Mrs. Costello was sitting at work by the table where the light fell brightly, but Lucia was glad that the lamp-shade threw most of the room into comparative darkness. Even as it was, she came with shy lingering steps to her mother’s side, and was in no hurry to answer her question, “Where have you been loitering so long?”
“I have been at the gate some time,” she said. “It is so pleasant out of doors.”
“I went to the top of the lane to look for you a long time ago, and saw you coming with, I thought, Mr. Percy.”
“Yes. He met me. Mamma, I want to tell you something about—”
Mrs.
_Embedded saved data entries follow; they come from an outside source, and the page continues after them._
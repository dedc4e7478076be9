use alloc::{string::ToString, vec, vec::Vec};

use super::recording::{events, Event};
use crate::{Map, Value};

fn without_chunks(events: Vec<Event>) -> Vec<Event> {
    events
        .into_iter()
        .filter(|e| !matches!(e, Event::Chunk { .. }))
        .collect()
}

fn object(entries: &[(&str, Value)]) -> Value {
    let mut map = Map::new();
    for (k, v) in entries {
        map.insert((*k).to_string(), v.clone());
    }
    Value::Object(map)
}

#[test]
fn arrays_of_objects_nest_paths_by_field_name() {
    let ev = without_chunks(events(
        r#"{"sections":[{"heading":"Intro","references":[{"title":"RFC"}]}]}"#,
    ));

    let reference = object(&[("title", Value::String("RFC".to_string()))]);
    let section = object(&[
        ("heading", Value::String("Intro".to_string())),
        (
            "references",
            Value::Array(vec![reference.clone()]),
        ),
    ]);

    assert_eq!(
        ev,
        vec![
            Event::FieldStart {
                path: "".to_string(),
                field: "sections".to_string(),
            },
            Event::ItemStart {
                path: "".to_string(),
                field: "sections".to_string(),
            },
            Event::FieldStart {
                path: "/sections".to_string(),
                field: "heading".to_string(),
            },
            Event::FieldEnd {
                path: "/sections".to_string(),
                field: "heading".to_string(),
                raw: "Intro".to_string(),
                parsed: Some(Value::String("Intro".to_string())),
            },
            Event::FieldStart {
                path: "/sections".to_string(),
                field: "references".to_string(),
            },
            Event::ItemStart {
                path: "/sections".to_string(),
                field: "references".to_string(),
            },
            Event::FieldStart {
                path: "/sections/references".to_string(),
                field: "title".to_string(),
            },
            Event::FieldEnd {
                path: "/sections/references".to_string(),
                field: "title".to_string(),
                raw: "RFC".to_string(),
                parsed: Some(Value::String("RFC".to_string())),
            },
            Event::ItemEnd {
                path: "/sections".to_string(),
                field: "references".to_string(),
                item: Some(reference.clone()),
            },
            Event::FieldEnd {
                path: "/sections".to_string(),
                field: "references".to_string(),
                raw: r#"{"title":"RFC"}"#.to_string(),
                parsed: Some(Value::Array(vec![reference])),
            },
            Event::ItemEnd {
                path: "".to_string(),
                field: "sections".to_string(),
                item: Some(section.clone()),
            },
            Event::FieldEnd {
                path: "".to_string(),
                field: "sections".to_string(),
                raw: r#"{"heading":"Intro","references":[{"title":"RFC"}]}"#.to_string(),
                parsed: Some(Value::Array(vec![section])),
            },
        ]
    );
}

#[test]
fn root_array_objects_report_slash_paths_and_no_item_events() {
    let ev = events(r#"[{"x":1},{"y":2}]"#);
    assert!(ev.contains(&Event::FieldEnd {
        path: "/".to_string(),
        field: "x".to_string(),
        raw: "1".to_string(),
        parsed: Some(Value::Number(1.0)),
    }));
    assert!(ev.contains(&Event::FieldEnd {
        path: "/".to_string(),
        field: "y".to_string(),
        raw: "2".to_string(),
        parsed: Some(Value::Number(2.0)),
    }));
    // The root array has no field name, so no item callbacks fire for it.
    assert!(!ev
        .iter()
        .any(|e| matches!(e, Event::ItemStart { .. } | Event::ItemEnd { .. })));
}

#[test]
fn deep_object_nesting_joins_paths_with_slashes() {
    let ev = events(r#"{"a":{"b":{"c":[1]}}}"#);
    assert!(ev.contains(&Event::FieldStart {
        path: "/a/b".to_string(),
        field: "c".to_string(),
    }));
    assert!(ev.contains(&Event::ItemEnd {
        path: "/a/b".to_string(),
        field: "c".to_string(),
        item: Some(Value::Number(1.0)),
    }));
    assert!(ev.contains(&Event::FieldEnd {
        path: "/a/b".to_string(),
        field: "c".to_string(),
        raw: "1".to_string(),
        parsed: Some(Value::Array(vec![Value::Number(1.0)])),
    }));
}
Costello laid down her work.
“What?” she said almost sharply, as something in her child’s soft caressing attitude, and broken words struck her with a new terror.
Lucia slid down to the floor, half kneeling at her mother’s feet. “About myself—and him,” she murmured.
Mrs. Costello raised her daughter’s face to the light, and looked at it closely with an almost bitter scrutiny.
“Child,” she said, “I thought you would have been safe from this. I did him injustice, it seems.”
A new instinct in Lucia’s mind roused her against her mother. She let her clinging arms fall, and raised her head.
“I do not understand you, mother,” she answered, and half rose from where she had been kneeling.
“Stay, Lucia,” and her mother’s hand detained her. “I have tried to save you from suffering. I see now that I have been wrong. But tell me all.”
Awed and startled out of the sweet dreams of a few minutes ago, Lucia tried to obey. She said a few almost unintelligible words, then came to a sudden pause. She had slipped back again to her old place after her little burst of anger, and now looked up pleadingly to her mother.